Cornelia Weihe (born 11 September 1959) is a German painter and sculptor.

==Biography==
Cornelia Weihe was born in Karl-Marx-Stadt. After her school education, she took part in practical courses, such as in a porcelain factory in Colditz, and at the Institute for Enamel Architecture in Thale. From 1981 to 1988 Weihe studied Metal Sculpture and Enamel with Irmtraud Ohme at the Burg Giebichenstein University of Art and Design in Halle an der Saale. Afterwards she worked as a freelance artist and from 1990 on as a research assistant at the Burg Giebichenstein University of Art and Design Halle.
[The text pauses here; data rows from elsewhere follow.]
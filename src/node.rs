use std::fmt;
use std::sync::Arc;

/// A physical entity that can be placed on a ring.
///
/// `key` must stay stable while the entity is on a ring and must be unique
/// among the entities sharing that ring. Two entities with the same key are
/// treated as the same physical node.
pub trait Node: fmt::Debug {
    fn key(&self) -> &str;
}

/// A named group used as the physical entity of holder-built rings.
#[derive(Debug, Clone, PartialEq, Eq, Hash, PartialOrd, Ord)]
pub struct GroupNode {
    group_id: String,
}

impl GroupNode {
    pub fn new(group_id: impl Into<String>) -> Self {
        GroupNode {
            group_id: group_id.into(),
        }
    }
}

impl Node for GroupNode {
    fn key(&self) -> &str {
        &self.group_id
    }
}

impl fmt::Display for GroupNode {
    fn fmt(&self, f: &mut fmt::Formatter<'_>) -> fmt::Result {
        f.write_str(&self.group_id)
    }
}

/// One placement of a physical node on the ring.
///
/// Many virtual nodes share the same physical node through an `Arc`; none of
/// them owns it exclusively.
#[derive(Debug)]
pub struct VirtualNode<N: Node> {
    physical: Arc<N>,
    replica_index: usize,
}

impl<N: Node> Clone for VirtualNode<N> {
    fn clone(&self) -> Self {
        VirtualNode {
            physical: Arc::clone(&self.physical),
            replica_index: self.replica_index,
        }
    }
}

impl<N: Node> VirtualNode<N> {
    pub fn new(physical: Arc<N>, replica_index: usize) -> Self {
        VirtualNode {
            physical,
            replica_index,
        }
    }

    /// `<physical key>-<replica index>`, the string hashed onto the ring.
    pub fn ring_key(&self) -> String {
        format!("{}-{}", self.physical.key(), self.replica_index)
    }

    /// Compares by key, not by pointer.
    pub fn represents(&self, physical: &N) -> bool {
        self.physical.key() == physical.key()
    }

    pub fn physical(&self) -> &Arc<N> {
        &self.physical
    }

    pub fn replica_index(&self) -> usize {
        self.replica_index
    }
}

#[cfg(test)]
mod tests {
    use super::*;

    #[test]
    fn ring_key_joins_physical_key_and_index() {
        let vnode = VirtualNode::new(Arc::new(GroupNode::new("group1")), 7);
        assert_eq!(vnode.ring_key(), "group1-7");
        assert_eq!(vnode.replica_index(), 7);
    }

    #[test]
    fn represents_compares_keys_not_pointers() {
        let vnode = VirtualNode::new(Arc::new(GroupNode::new("group1")), 0);
        let same_key = GroupNode::new("group1");
        let other = GroupNode::new("group2");

        assert!(vnode.represents(&same_key));
        assert!(!vnode.represents(&other));
    }

    #[test]
    fn clones_share_the_physical_node() {
        let physical = Arc::new(GroupNode::new("group1"));
        let a = VirtualNode::new(Arc::clone(&physical), 0);
        let b = a.clone();
        assert!(Arc::ptr_eq(a.physical(), b.physical()));
        assert_eq!(Arc::strong_count(&physical), 3);
    }

    #[test]
    fn group_node_displays_its_id() {
        assert_eq!(GroupNode::new("g5").to_string(), "g5");
    }
}
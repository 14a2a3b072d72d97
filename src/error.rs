/// Errors raised by ring and holder configuration calls.
#[derive(Debug, Clone, PartialEq, Eq, thiserror::Error)]
pub enum RingError {
    /// A replica (virtual node) count below zero was requested.
    #[error("illegal virtual node count: {0}")]
    InvalidReplicaCount(i64),
}

pub type Result<T> = std::result::Result<T, RingError>;

/// Converts a caller-supplied replica count into a usable one.
pub(crate) fn check_replicas(count: i64) -> Result<usize> {
    usize::try_from(count).map_err(|_| RingError::InvalidReplicaCount(count))
}
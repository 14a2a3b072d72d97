use md5::{Digest, Md5};
use murmurhash3::murmurhash3_x86_32 as mmh3;

/// Maps a string onto the ring's ordinal space.
///
/// Implementations must be deterministic and keep no state between calls.
pub trait HashFunction {
    fn hash(&self, key: &str) -> u64;
}

/// Default strategy: the first four bytes of the MD5 digest, big-endian.
///
/// Ordinals therefore fall in `0..=u32::MAX`.
#[derive(Debug, Clone, Copy, Default)]
pub struct Md5Hash;

impl Md5Hash {
    pub fn new() -> Self {
        Md5Hash
    }
}

impl HashFunction for Md5Hash {
    fn hash(&self, key: &str) -> u64 {
        // fresh digest per call so no scratch state leaks between keys
        let digest = Md5::digest(key.as_bytes());
        u32::from_be_bytes([digest[0], digest[1], digest[2], digest[3]]) as u64
    }
}

/// Murmur3 (x86, 32-bit) over the key bytes.
#[derive(Debug, Clone, Copy, Default)]
pub struct Murmur3Hash {
    seed: u32,
}

impl Murmur3Hash {
    pub fn new(seed: u32) -> Self {
        Murmur3Hash { seed }
    }
}

impl HashFunction for Murmur3Hash {
    fn hash(&self, key: &str) -> u64 {
        mmh3(key.as_bytes(), self.seed) as u64
    }
}
use dashmap::mapref::entry::Entry;
use dashmap::DashMap;
use log::debug;
use std::collections::BTreeSet;
use std::sync::Arc;

use crate::error::{check_replicas, Result};
use crate::hash_ring::HashRing;
use crate::hasher::{HashFunction, Md5Hash};
use crate::node::GroupNode;

/// Virtual nodes given to each group on a holder-built ring.
pub const HOLDER_REPLICAS: usize = 320;

/// Group membership of one shard.
///
/// `groups` is copy-on-write: readers clone the `Arc` and iterate a stable
/// snapshot while writers swap in a modified copy. `version` goes up by one
/// on every change to the set.
#[derive(Debug, Default)]
struct Membership {
    version: u64,
    groups: Arc<BTreeSet<String>>,
}

#[derive(Debug)]
struct CachedRouter<H> {
    version: u64,
    ring: Arc<HashRing<GroupNode, H>>,
}

/// Registry of per-shard rings, rebuilt lazily when a shard's membership
/// changes.
///
/// All methods take `&self` and may be called from many threads. Rings are
/// handed out as shared snapshots and never mutated once cached.
#[derive(Debug)]
pub struct RouterHolder<H = Md5Hash> {
    hasher: H,
    replicas: usize,
    members: DashMap<String, Membership>,
    routers: DashMap<String, CachedRouter<H>>,
}

impl Default for RouterHolder {
    fn default() -> Self {
        RouterHolder::with_hasher(Md5Hash::new())
    }
}

impl RouterHolder {
    pub fn new() -> Self {
        Self::default()
    }
}

impl<H: HashFunction + Clone> RouterHolder<H> {
    pub fn with_hasher(hasher: H) -> Self {
        RouterHolder {
            hasher,
            replicas: HOLDER_REPLICAS,
            members: DashMap::new(),
            routers: DashMap::new(),
        }
    }

    /// Overrides the per-group replica count used for new rings.
    pub fn with_replicas(mut self, replicas: i64) -> Result<Self> {
        self.replicas = check_replicas(replicas)?;
        Ok(self)
    }

    /// Adds `group_id` to `shard`'s membership. Empty ids are ignored.
    pub fn add_group(&self, shard: &str, group_id: &str) {
        if group_id.is_empty() {
            return;
        }
        let mut membership = self.members.entry(shard.to_owned()).or_default();
        if membership.groups.contains(group_id) {
            return;
        }
        Arc::make_mut(&mut membership.groups).insert(group_id.to_owned());
        membership.version += 1;
        debug!(
            "Group added: [{}] shard = {} version = {}",
            group_id, shard, membership.version
        );
    }

    /// Returns the ring for `shard`, rebuilding it if membership changed
    /// since the cached one was built. Unknown shards get an empty ring.
    pub fn get_router(&self, shard: &str) -> Arc<HashRing<GroupNode, H>> {
        let (version, groups) = self.snapshot(shard);

        if let Some(cached) = self.routers.get(shard) {
            if cached.version == version {
                return Arc::clone(&cached.ring);
            }
        }

        let ring = self.build(&groups);
        debug!(
            "Router rebuilt: shard = {} version = {} groups = {} len = {}",
            shard,
            version,
            groups.len(),
            ring.len()
        );
        self.cache(shard, version, Arc::new(ring))
    }

    /// Current members of `shard`, sorted.
    pub fn groups(&self, shard: &str) -> Vec<String> {
        self.snapshot(shard).1.iter().cloned().collect()
    }

    /// Membership version of `shard`; 0 until its first group is added.
    pub fn version(&self, shard: &str) -> u64 {
        self.snapshot(shard).0
    }

    fn snapshot(&self, shard: &str) -> (u64, Arc<BTreeSet<String>>) {
        match self.members.get(shard) {
            Some(membership) => (membership.version, Arc::clone(&membership.groups)),
            None => (0, Arc::default()),
        }
    }

    fn build(&self, groups: &BTreeSet<String>) -> HashRing<GroupNode, H> {
        let mut ring = HashRing::with_hasher(self.hasher.clone());
        for group in groups {
            ring.insert_replicas(Arc::new(GroupNode::new(group.as_str())), self.replicas);
        }
        ring
    }

    /// Stores `ring` unless a ring built from a newer version is already
    /// cached. Concurrent rebuilds of the same version simply overwrite.
    fn cache(
        &self,
        shard: &str,
        version: u64,
        ring: Arc<HashRing<GroupNode, H>>,
    ) -> Arc<HashRing<GroupNode, H>> {
        match self.routers.entry(shard.to_owned()) {
            Entry::Occupied(mut entry) => {
                if entry.get().version <= version {
                    entry.insert(CachedRouter {
                        version,
                        ring: Arc::clone(&ring),
                    });
                }
            }
            Entry::Vacant(entry) => {
                entry.insert(CachedRouter {
                    version,
                    ring: Arc::clone(&ring),
                });
            }
        }
        ring
    }
}
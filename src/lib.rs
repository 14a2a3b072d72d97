//! Consistent hash routing of string keys onto a dynamic set of nodes.
//!
//! [`HashRing`] places each physical node at many virtual positions and
//! routes a key to the first position at or after the key's hash.
//! [`RouterHolder`] keeps one ring per named shard and rebuilds it only when
//! that shard's group membership changes.

pub mod error;
pub mod hash_ring;
pub mod hasher;
pub mod holder;
pub mod log;
pub mod node;

pub use error::RingError;
pub use hash_ring::{HashRing, DEFAULT_REPLICAS};
pub use hasher::{HashFunction, Md5Hash, Murmur3Hash};
pub use holder::{RouterHolder, HOLDER_REPLICAS};
pub use node::{GroupNode, Node, VirtualNode};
In 1991 she founded the Atelier für Metallkunst together with Rainer Henze, Thomas Leu and Friedemann Knappe.

In 1993, after the reunification of Germany, Weihe was one of the East and West German sculptors selected for the exhibition Stahlplastik in Deutschland (Steel sculpture in Germany) at the Staatliche Galerie Moritzburg in Halle. She took part in various sculpture symposia, including the 3rd East Frisian Sculpture Symposium of 1990 for steel sculptors in the East Frisian town of Wittmund. In 1990, she finished her work Große Liegende, which became part of the Dresden State Collection.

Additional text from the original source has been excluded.